Students, after all, may have the best seats in the house to judge the quality of their education. Teachers and parents have invaluable perspectives, too.

Yet, today, it seems all we hear about is test scores. That’s because of the emphasis placed on them by the 2001 No Child Left Behind legislation. It’s also because some reformers seem to want to pretend that assessing educational quality is as simple as gauging company profits.

But that’s not so, and foundations working in education have an opportunity to counter this by tying their support for school reform efforts to a focus on a more well-rounded set of metrics. Foundations, in other words, can be an important counterweight to the federally mandated over-emphasis on test scores.
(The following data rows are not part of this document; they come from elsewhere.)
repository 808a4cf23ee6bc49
use std::time::Duration;
use thiserror::Error;

/// Why a raw identifier was rejected before reaching the cache or the browser.
#[derive(Debug, Clone, Copy, PartialEq, Eq, Error)]
pub enum InvalidKeyReason {
    #[error("RUC is empty")]
    Empty,

    #[error("RUC must contain only ASCII digits")]
    NonDigit,

    #[error("RUC must have exactly 11 digits (got {0})")]
    WrongLength(usize),

    #[error("RUC check digit does not match")]
    CheckDigit,
}

/// Failures of the browser session and of form submission/navigation.
#[derive(Debug, Clone, Error)]
pub enum SessionError {
    #[error("browser session unavailable: {0}")]
    Unavailable(String),

    #[error("portal navigation timed out after {0:?}")]
    NavigationTimeout(Duration),

    #[error("portal element not found: {0}")]
    ElementNotFound(String),

    #[error("portal result did not render within {0:?}")]
    ResultTimeout(Duration),

    #[error("browser protocol error: {0}")]
    Protocol(String),
}

/// Failures reading a rendered result page.
#[derive(Debug, Clone, Error)]
pub enum ExtractError {
    #[error("malformed result page: {0}")]
    MalformedPage(String),

    #[error("portal reports no taxpayer for RUC {0}")]
    NoSuchTaxpayer(String),
}

/// Stable, machine-readable error codes exposed to callers.
#[derive(Debug, Clone, Copy, PartialEq, Eq, Hash)]
pub enum ErrorKind {
    InvalidKey,
    NotFound,
    ScrapeFailed,
    PortalUnavailable,
}

impl ErrorKind {
    pub fn as_str(&self) -> &'static str {
        match self {
            ErrorKind::InvalidKey => "invalid_key",
            ErrorKind::NotFound => "not_found",
            ErrorKind::ScrapeFailed => "scrape_failed",
            ErrorKind::PortalUnavailable => "portal_unavailable",
        }
    }
}

/// The small error surface returned by [`crate::tools::lookup::LookupService::lookup`].
#[derive(Debug, Clone, Error)]
pub enum LookupError {
    #[error("invalid RUC: {0}")]
    InvalidKey(#[from] InvalidKeyReason),

    #[error("{0}")]
    NotFound(String),

    #[error("scrape failed: {0}")]
    ScrapeFailed(String),

    #[error("portal unavailable: {0}")]
    PortalUnavailable(String),
}

impl LookupError {
    pub fn kind(&self) -> ErrorKind {
        match self {
            LookupError::InvalidKey(_) => ErrorKind::InvalidKey,
            LookupError::NotFound(_) => ErrorKind::NotFound,
            LookupError::ScrapeFailed(_) => ErrorKind::ScrapeFailed,
            LookupError::PortalUnavailable(_) => ErrorKind::PortalUnavailable,
        }
    }

    /// Only transient portal failures are worth another attempt with a fresh session.
    pub fn is_retryable(&self) -> bool {
        matches!(self, LookupError::PortalUnavailable(_))
    }
}

impl From<SessionError> for LookupError {
    fn from(err: SessionError) -> Self {
        match err {
            SessionError::ElementNotFound(_) => LookupError::ScrapeFailed(err.to_string()),
            SessionError::Unavailable(_)
            | SessionError::NavigationTimeout(_)
            | SessionError::ResultTimeout(_)
            | SessionError::Protocol(_) => LookupError::PortalUnavailable(err.to_string()),
        }
    }
}

impl From<ExtractError> for LookupError {
    fn from(err: ExtractError) -> Self {
        match err {
            ExtractError::MalformedPage(_) => LookupError::ScrapeFailed(err.to_string()),
            ExtractError::NoSuchTaxpayer(_) => LookupError::NotFound(err.to_string()),
        }
    }
}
Of all institutions, foundations should understand that a single metric is insufficient. Just as their own performance cannot be boiled down to a single “Social Return on Investment” calculation – because gauging foundation performance requires reviewing a range of indicators – neither should schools be judged solely on students’ performance on (often flawed) standardized tests.

 

Phil Buchanan is President of CEP.

One Response to “Education, Philanthropy and Metrics”
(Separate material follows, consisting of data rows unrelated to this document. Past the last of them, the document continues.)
use std::net::SocketAddr;
use std::sync::Arc;
use tracing::{info, warn};

use sunat_scout::config::{default_log_filter, load_scout_config};
use sunat_scout::{http, AppState, ChromeLauncher};

fn parse_port_from_args() -> Option<u16> {
    let mut args = std::env::args().peekable();
    while let Some(a) = args.next() {
        if a == "--port" {
            if let Some(v) = args.next() {
                if let Ok(p) = v.parse::<u16>() {
                    return Some(p);
                }
            }
        } else if let Some(rest) = a.strip_prefix("--port=") {
            if let Ok(p) = rest.parse::<u16>() {
                return Some(p);
            }
        }
    }
    None
}

#[tokio::main]
async fn main() -> anyhow::Result<()> {
    // Initialize tracing
    let env_filter = tracing_subscriber::EnvFilter::try_from_default_env()
        .unwrap_or_else(|_| tracing_subscriber::EnvFilter::new(default_log_filter()));
    tracing_subscriber::fmt().with_env_filter(env_filter).init();

    info!("Starting sunat-scout");

    let config = load_scout_config();
    let settings = config.settings();

    let launcher = ChromeLauncher::new(settings.browser.clone());
    match launcher.executable() {
        Some(exe) => info!("Browser executable: {}", exe),
        None => warn!(
            "No Chromium-family browser found; lookups will fail with portal_unavailable until one is installed or CHROME_EXECUTABLE is set"
        ),
    }
    info!(
        "Portal {} | cache ttl {:?}, max {} | timeouts nav {:?} / result {:?} | retries {} | sessions {} | {} req/min per client (forwarded headers trusted: {})",
        settings.portal.url,
        settings.cache.ttl,
        settings.cache.max_entries,
        settings.portal.navigation_timeout,
        settings.portal.result_timeout,
        settings.portal_retries,
        settings.max_concurrent_sessions,
        settings.rate_limit_per_minute,
        settings.trust_forwarded_for,
    );

    let port = parse_port_from_args().unwrap_or(settings.port);
    let state = AppState::new(settings, Arc::new(launcher))?;
    let pruner = state.rate_limit.spawn_pruner();
    let app = http::router(state);

    let bind_addr = format!("0.0.0.0:{}", port);
    let listener = match tokio::net::TcpListener::bind(&bind_addr).await {
        Ok(l) => l,
        Err(e) if e.kind() == std::io::ErrorKind::AddrInUse => {
            anyhow::bail!(
                "Address already in use: {}. Stop the existing process or run with --port {} (or set PORT).",
                bind_addr,
                port.saturating_add(1)
            )
        }
        Err(e) => return Err(e.into()),
    };
    info!("Listening on http://{}", bind_addr);

    axum::serve(
        listener,
        app.into_make_service_with_connect_info::<SocketAddr>(),
    )
    .with_graceful_shutdown(shutdown_signal())
    .await?;

    pruner.abort();
    info!("sunat-scout stopped");
    Ok(())
}

async fn shutdown_signal() {
    #[cfg(unix)]
    {
        use tokio::signal::unix::{signal, SignalKind};
        let mut sigterm = signal(SignalKind::terminate()).ok();

        tokio::select! {
            _ = tokio::signal::ctrl_c() => {},
            _ = async {
                if let Some(ref mut s) = sigterm {
                    s.recv().await;
                } else {
                    futures::future::pending::<()>().await;
                }
            } => {},
        }
    }

    #[cfg(not(unix))]
    {
        let _ = tokio::signal::ctrl_c().await;
    }

    info!("Shutdown signal received; draining in-flight lookups");
}
pub mod app_state;
pub mod config;
pub mod error;
pub mod types;

pub use app_state::AppState;
//! Standard RFC 6902 patch application.

use accord_types::Document;
use tracing::debug;

use crate::error::{PatchError, PatchResult};
use crate::guard::validate;
use crate::operation::{Patch, PatchOperation};
use crate::pointer::{parse_index, resolve_segments_mut, Pointer};

/// Apply `patch` to `document`.
///
/// All or nothing: operations run against a working copy, and `document` is
/// only replaced once every operation has succeeded.
pub fn apply(patch: &Patch, document: &mut Document) -> PatchResult<()> {
    let mut working = document.clone();
    for operation in patch {
        apply_operation(&mut working, operation)?;
    }
    *document = working;
    debug!(operations = patch.len(), "patch applied");
    Ok(())
}

/// Run the add guard, then apply.
pub fn apply_guarded(patch: &Patch, document: &mut Document) -> PatchResult<()> {
    validate(patch, document)?;
    apply(patch, document)
}

/// Apply a single operation in place.
pub fn apply_operation(document: &mut Document, operation: &PatchOperation) -> PatchResult<()> {
    match operation {
        PatchOperation::Add { path, value } => add(document, path, value.clone()),
        PatchOperation::Remove { path } => remove(document, path).map(drop),
        PatchOperation::Replace { path, value } => replace(document, path, value.clone()),
        PatchOperation::Move { from, path } => {
            if from == path {
                return from
                    .resolve(document)
                    .map(drop)
                    .ok_or_else(|| PatchError::PathNotFound(from.clone()));
            }
            if path.starts_with(from) {
                return Err(PatchError::MoveIntoSelf {
                    from: from.clone(),
                    path: path.clone(),
                });
            }
            let value = remove(document, from)?;
            add(document, path, value)
        }
        PatchOperation::Copy { from, path } => {
            let value = from
                .resolve(document)
                .cloned()
                .ok_or_else(|| PatchError::PathNotFound(from.clone()))?;
            add(document, path, value)
        }
        PatchOperation::Test { path, value } => {
            let actual = path
                .resolve(document)
                .ok_or_else(|| PatchError::PathNotFound(path.clone()))?;
            if actual == value {
                Ok(())
            } else {
                Err(PatchError::TestFailed(path.clone()))
            }
        }
    }
}

fn parent_mut<'a>(document: &'a mut Document, path: &Pointer) -> PatchResult<(&'a mut Document, String)> {
    let Some((parent, last)) = path.split_last() else {
        return Err(PatchError::InvalidTarget(path.clone()));
    };
    let last = last.to_string();
    let node = resolve_segments_mut(document, parent).ok_or_else(|| PatchError::PathNotFound(path.clone()))?;
    Ok((node, last))
}

fn add(document: &mut Document, path: &Pointer, value: Document) -> PatchResult<()> {
    if path.is_root() {
        *document = value;
        return Ok(());
    }
    let (parent, key) = parent_mut(document, path)?;
    match parent {
        Document::Mapping(map) => {
            map.insert(key, value);
            Ok(())
        }
        Document::Sequence(items) => {
            if key == "-" {
                items.push(value);
                return Ok(());
            }
            match parse_index(&key) {
                Some(index) if index <= items.len() => {
                    items.insert(index, value);
                    Ok(())
                }
                _ => Err(PatchError::InvalidIndex(path.clone())),
            }
        }
        Document::Scalar(_) => Err(PatchError::InvalidTarget(path.clone())),
    }
}

fn remove(document: &mut Document, path: &Pointer) -> PatchResult<Document> {
    let (parent, key) = parent_mut(document, path)?;
    match parent {
        Document::Mapping(map) => map
            .remove(&key)
            .ok_or_else(|| PatchError::PathNotFound(path.clone())),
        Document::Sequence(items) => match parse_index(&key) {
            Some(index) if index < items.len() => Ok(items.remove(index)),
            _ => Err(PatchError::InvalidIndex(path.clone())),
        },
        Document::Scalar(_) => Err(PatchError::InvalidTarget(path.clone())),
    }
}

fn replace(document: &mut Document, path: &Pointer, value: Document) -> PatchResult<()> {
    let target = path
        .resolve_mut(document)
        .ok_or_else(|| PatchError::PathNotFound(path.clone()))?;
    *target = value;
    Ok(())
}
  1. The best new name I’ve heard for the the No Child Left Behind Act, is the “The Legislative Repeal of the bell curve.”
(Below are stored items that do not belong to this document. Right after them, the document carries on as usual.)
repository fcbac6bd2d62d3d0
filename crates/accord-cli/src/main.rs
use clap::Parser;
use tracing_subscriber::filter::LevelFilter;

mod cli;
mod commands;

fn main() -> anyhow::Result<()> {
    let cli = cli::Cli::parse();
    let level = if cli.verbose {
        LevelFilter::DEBUG
    } else {
        LevelFilter::WARN
    };
    tracing_subscriber::fmt()
        .with_max_level(level)
        .with_writer(std::io::stderr)
        .init();
    commands::run_command(cli)
}
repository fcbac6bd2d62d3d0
//! JSON Pointer (RFC 6901) parsing, formatting, and lookup.

use std::fmt;

use accord_types::Document;
use serde::{Deserialize, Deserializer, Serialize, Serializer};

/// Why a pointer string could not be parsed.
#[derive(Debug, Clone, PartialEq, Eq, thiserror::Error)]
pub enum PointerError {
    #[error("pointer must be empty or start with '/': {0:?}")]
    MissingLeadingSlash(String),

    #[error("invalid escape sequence in pointer: {0:?}")]
    InvalidEscape(String),
}

/// A parsed JSON Pointer: the unescaped reference tokens from the root.
///
/// The empty pointer `""` addresses the whole document.
#[derive(Clone, Default, PartialEq, Eq, Hash)]
pub struct Pointer {
    segments: Vec<String>,
}

impl Pointer {
    /// The pointer to the whole document.
    pub fn root() -> Self {
        Self::default()
    }

    pub fn from_segments<I, S>(segments: I) -> Self
    where
        I: IntoIterator<Item = S>,
        S: Into<String>,
    {
        Self {
            segments: segments.into_iter().map(Into::into).collect(),
        }
    }

    /// Parse a pointer, unescaping `~1` to `/` and `~0` to `~`.
    pub fn parse(text: &str) -> Result<Self, PointerError> {
        if text.is_empty() {
            return Ok(Self::root());
        }
        let Some(rest) = text.strip_prefix('/') else {
            return Err(PointerError::MissingLeadingSlash(text.to_string()));
        };
        let segments = rest
            .split('/')
            .map(unescape)
            .collect::<Option<Vec<_>>>()
            .ok_or_else(|| PointerError::InvalidEscape(text.to_string()))?;
        Ok(Self { segments })
    }

    pub fn segments(&self) -> &[String] {
        &self.segments
    }

    pub fn is_root(&self) -> bool {
        self.segments.is_empty()
    }

    /// Split into the parent's segments and the final token.
    pub fn split_last(&self) -> Option<(&[String], &str)> {
        self.segments
            .split_last()
            .map(|(last, parent)| (parent, last.as_str()))
    }

    /// Returns `true` if `self` is `other` or lies beneath it.
    pub fn starts_with(&self, other: &Pointer) -> bool {
        self.segments.starts_with(&other.segments)
    }

    /// Extend the pointer by one token.
    pub fn push(&mut self, segment: impl Into<String>) {
        self.segments.push(segment.into());
    }

    /// Look up the value this pointer addresses.
    pub fn resolve<'a>(&self, document: &'a Document) -> Option<&'a Document> {
        resolve_segments(document, &self.segments)
    }

    pub fn resolve_mut<'a>(&self, document: &'a mut Document) -> Option<&'a mut Document> {
        resolve_segments_mut(document, &self.segments)
    }
}

/// Walk `segments` from `document`, stopping at the first failed lookup.
pub fn resolve_segments<'a>(document: &'a Document, segments: &[String]) -> Option<&'a Document> {
    segments
        .iter()
        .try_fold(document, |node, segment| child(node, segment))
}

pub fn resolve_segments_mut<'a>(
    document: &'a mut Document,
    segments: &[String],
) -> Option<&'a mut Document> {
    segments
        .iter()
        .try_fold(document, |node, segment| child_mut(node, segment))
}

/// One step of a pointer walk: a mapping key, or a sequence index.
///
/// `-` (one past the end) and malformed indices never resolve, and neither
/// does any step into a scalar.
pub fn child<'a>(node: &'a Document, segment: &str) -> Option<&'a Document> {
    match node {
        Document::Mapping(map) => map.get(segment),
        Document::Sequence(items) => parse_index(segment).and_then(|i| items.get(i)),
        Document::Scalar(_) => None,
    }
}

pub fn child_mut<'a>(node: &'a mut Document, segment: &str) -> Option<&'a mut Document> {
    match node {
        Document::Mapping(map) => map.get_mut(segment),
        Document::Sequence(items) => parse_index(segment).and_then(|i| items.get_mut(i)),
        Document::Scalar(_) => None,
    }
}

/// Parse an array index token: `0`, or digits without a leading zero.
pub fn parse_index(segment: &str) -> Option<usize> {
    let valid = !segment.is_empty()
        && segment.bytes().all(|b| b.is_ascii_digit())
        && (segment == "0" || !segment.starts_with('0'));
    if valid {
        segment.parse().ok()
    } else {
        None
    }
}

fn unescape(segment: &str) -> Option<String> {
    if !segment.contains('~') {
        return Some(segment.to_string());
    }
    let mut out = String::with_capacity(segment.len());
    let mut chars = segment.chars();
    while let Some(c) = chars.next() {
        if c != '~' {
            out.push(c);
            continue;
        }
        match chars.next() {
            Some('0') => out.push('~'),
            Some('1') => out.push('/'),
            _ => return None,
        }
    }
    Some(out)
}

fn escape(segment: &str) -> String {
    if !segment.contains('/') && !segment.contains('~') {
        return segment.to_string();
    }
    segment.replace('~', "~0").replace('/', "~1")
}

impl fmt::Display for Pointer {
    fn fmt(&self, f: &mut fmt::Formatter<'_>) -> fmt::Result {
        for segment in &self.segments {
            write!(f, "/{}", escape(segment))?;
        }
        Ok(())
    }
}

impl fmt::Debug for Pointer {
    fn fmt(&self, f: &mut fmt::Formatter<'_>) -> fmt::Result {
        write!(f, "Pointer({:?})", self.to_string())
    }
}

impl std::str::FromStr for Pointer {
    type Err = PointerError;

    fn from_str(s: &str) -> Result<Self, Self::Err> {
        Self::parse(s)
    }
}

impl Serialize for Pointer {
    fn serialize<S: Serializer>(&self, serializer: S) -> Result<S::Ok, S::Error> {
        serializer.collect_str(self)
    }
}

impl<'de> Deserialize<'de> for Pointer {
    fn deserialize<D: Deserializer<'de>>(deserializer: D) -> Result<Self, D::Error> {
        let text = String::deserialize(deserializer)?;
        Self::parse(&text).map_err(serde::de::Error::custom)
    }
}
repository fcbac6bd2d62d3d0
//! Foundation types for Accord.
//!
//! Accord reconciles the divergent versions ("siblings") that a leaderless
//! key-value store keeps for a record after concurrent writes, and guards
//! JSON patches against silently overwriting data. Every other Accord crate
//! depends on `accord-types`.
//!
//! # Key Types
//!
//! - [`Document`] — JSON-like value: mapping, sequence, or scalar
//! - [`Sibling`] / [`SiblingSet`] — timestamped versions of one record (never empty)
//! - [`WriteStamp`] — totally ordered write timestamp
//! - [`DocumentDigest`] — structural BLAKE3 digest, used as a tie-break key

pub mod digest;
pub mod document;
pub mod error;
pub mod sibling;
pub mod stamp;

pub use digest::DocumentDigest;
pub use document::{Document, Mapping, Scalar};
pub use error::TypeError;
pub use sibling::{Sibling, SiblingSet};
pub use stamp::WriteStamp;
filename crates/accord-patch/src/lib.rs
//! JSON Patch guard and apply for Accord.
//!
//! Patches go through two sequential steps:
//!
//! 1. [`validate`]: reject any `add` whose path already resolves to a value,
//!    since that would silently overwrite data a `replace` should have
//!    targeted. Pure; usable as a dry run.
//! 2. [`apply`]: standard RFC 6902 application, all or nothing.
//!
//! [`apply_guarded`] runs both.
//!
//! # Key Types
//!
//! - [`Patch`] / [`PatchOperation`] — parsed operations; malformed input is rejected up front
//! - [`Pointer`] — RFC 6901 JSON Pointer
//! - [`PatchError`] — `MalformedPatch`, `UnsafeAdd`, and apply failures

pub mod apply;
pub mod error;
pub mod guard;
pub mod operation;
pub mod pointer;

pub use apply::{apply, apply_guarded, apply_operation};
pub use error::{PatchError, PatchResult};
pub use guard::{validate, validate_json};
pub use operation::{Patch, PatchOperation};
pub use pointer::{Pointer, PointerError};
    The assumption that all students and schools everyone will be a stellar student is simply wrong, and it has several perverse effects:

    One is that in addition to the high school drop outs, some kids are dropping out even earlier, for example in California the high school drop out rate us is 18%, but the 8th grade drop out rate is 3.5% (which doesn’t show up in the high school statistics).

    Another effect of when you combine NCLB with “pay for performance” initiatives, it can have the effect of driving the most effective teachers away from the students with the greatest needs. My sons are in one of the best school systems in the nation (Fairfax County, Virginia)so I am familiar with the school system. In their school there is a large special needs population, kids with both physical and learning disabilities. I’m glad that the special needs kids have these dedicated teachers, but Im concerned for their students if the only measure of success becomes how well they did on their SOLs. (Virginia Standards of Learning statewide tests)nowinmet some of them I will tell you that some of them will never be doing college level work,and it’s cruel to them and their parents to imply that yes they will be able to understand advanced algebra.

    Another effect that over emphasis has on veteran teachers is that they decide to retire a few years earlier than planned, because they can no longer be as creative as they want to be in how the material is presented. And the ones I’m talking about were great teachers, not someone who was just “retired in place.”

    Regards,
    Bill Huddleston
    The CFC Coach
    http://www.cfcfundraising.com

    Comments are little further afield than my Combined Federal Campaign (CFC) fundraising and philanthropic ones, but I do have an intense and vested interest in education.

    Here’s a question for those of you in the non-profit sector:

    “In your local school district, how often is the term “non-profit” used in the 7th, 8th or 9th grade civics or economics textbooks?”

    Here’s the answer for Fairfax, one index mention (about 12 paragraphs) in the 500 page textbook.

    No wonder students coming out of middle and
    high school have no clue about the non-profit world.